I’ve been reading Sean Hannity’s book Deliver Us From Evil. I’d recommend it to liberals and conservatives and everyone in between (even though it is from a mostly conservative viewpoint). It gives an interesting perspective on America and gets you thinking. It’s also written very eloquently so it’s a thoughtful read.
Anyway, I thought this exerpt was very poignant:


Today’s moral relativism is clearly out of step with the traditions of our nation, as the Framers’ own words reveal. The foundations of our country recognized the presence of evil in the world and in human nature, and arranged the structure of the government under the Constitution to protect against its ill effects. As James Madison, the father of our Constitution, reveals in Federalist Paper No. 51, the matter of evil was very much on the Framers’ minds as they debated the form and nature of the new government.
“If men were angels,” Madison wrote, “no government would be necessary. If angels were to govern men, neither external nor internal controls on government would be necessary. In framing a government which is to be administered by men over men, the great difficulty lies in this: you must first enable the government to control the governed; and in the next place oblige it to control itself.”
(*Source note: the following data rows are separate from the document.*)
use std::fmt::{Display, Formatter};
use std::time::Duration;
use typed_builder::TypedBuilder;

/// Capacity of the intent queue between producers and the worker.
pub const DEFAULT_QUEUE_CAPACITY: usize = 256;
/// Interval between flush ticks.
pub const DEFAULT_FLUSH_INTERVAL: Duration = Duration::from_secs(1);
/// Upper bound on a single flush, storage calls included.
pub const DEFAULT_FLUSH_TIMEOUT: Duration = Duration::from_secs(10);
/// Maximum number of short codes held in the pending buffer.
pub const DEFAULT_MAX_PENDING: usize = 100_000;

/// What a flush does with a user's intents when their record list cannot be fetched.
#[derive(Debug, Clone, Copy, PartialEq, Eq, Default)]
pub enum FetchFailurePolicy {
    /// Discard the user's intents. Other users are still processed.
    Drop,
    /// Keep the user's intents for the next tick.
    #[default]
    Retry,
}

impl Display for FetchFailurePolicy {
    fn fmt(&self, f: &mut Formatter<'_>) -> std::fmt::Result {
        match self {
            FetchFailurePolicy::Drop => write!(f, "drop"),
            FetchFailurePolicy::Retry => write!(f, "retry"),
        }
    }
}

/// Configuration for a [`DeletionPipeline`](crate::DeletionPipeline).
#[derive(Debug, Clone, TypedBuilder)]
pub struct DeletionConfig {
    /// Number of intents that can wait in the queue before `submit` blocks.
    #[builder(default = DEFAULT_QUEUE_CAPACITY)]
    pub queue_capacity: usize,
    /// Fixed interval between flushes, independent of queue activity.
    #[builder(default = DEFAULT_FLUSH_INTERVAL)]
    pub flush_interval: Duration,
    /// Deadline applied to each flush.
    #[builder(default = DEFAULT_FLUSH_TIMEOUT)]
    pub flush_timeout: Duration,
    /// Cap on buffered short codes; `None` lets the buffer grow without bound.
    ///
    /// Once exceeded the oldest intents are dropped and an error is logged.
    #[builder(default = Some(DEFAULT_MAX_PENDING))]
    pub max_pending: Option<usize>,
    /// Handling of users whose record list could not be fetched.
    #[builder(default)]
    pub fetch_failure_policy: FetchFailurePolicy,
    /// Whether stopping performs one final flush of already queued intents.
    #[builder(default = true)]
    pub drain_on_stop: bool,
}

impl Default for DeletionConfig {
    fn default() -> Self {
        Self::builder().build()
    }
}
Madison’s point is especially trenchant today, though the voices of the left might well deny it. Unlike our Framers, modern liberals tend to see government as the grantor of our rights. Uncomfortable with the idea of God-given natural rights, they seek to substitute their own concepts of liberty and justice — whatever they may happen to be in the moment. They prefer the idea of a “living and breathing” Constitution, one that can “change with the times.” Yet what they fail to see is exactly what Madison warned against: that a government with unchecked power — whose authority is not grounded in a more fundamental source of morality — leaves its people unprotected from evil.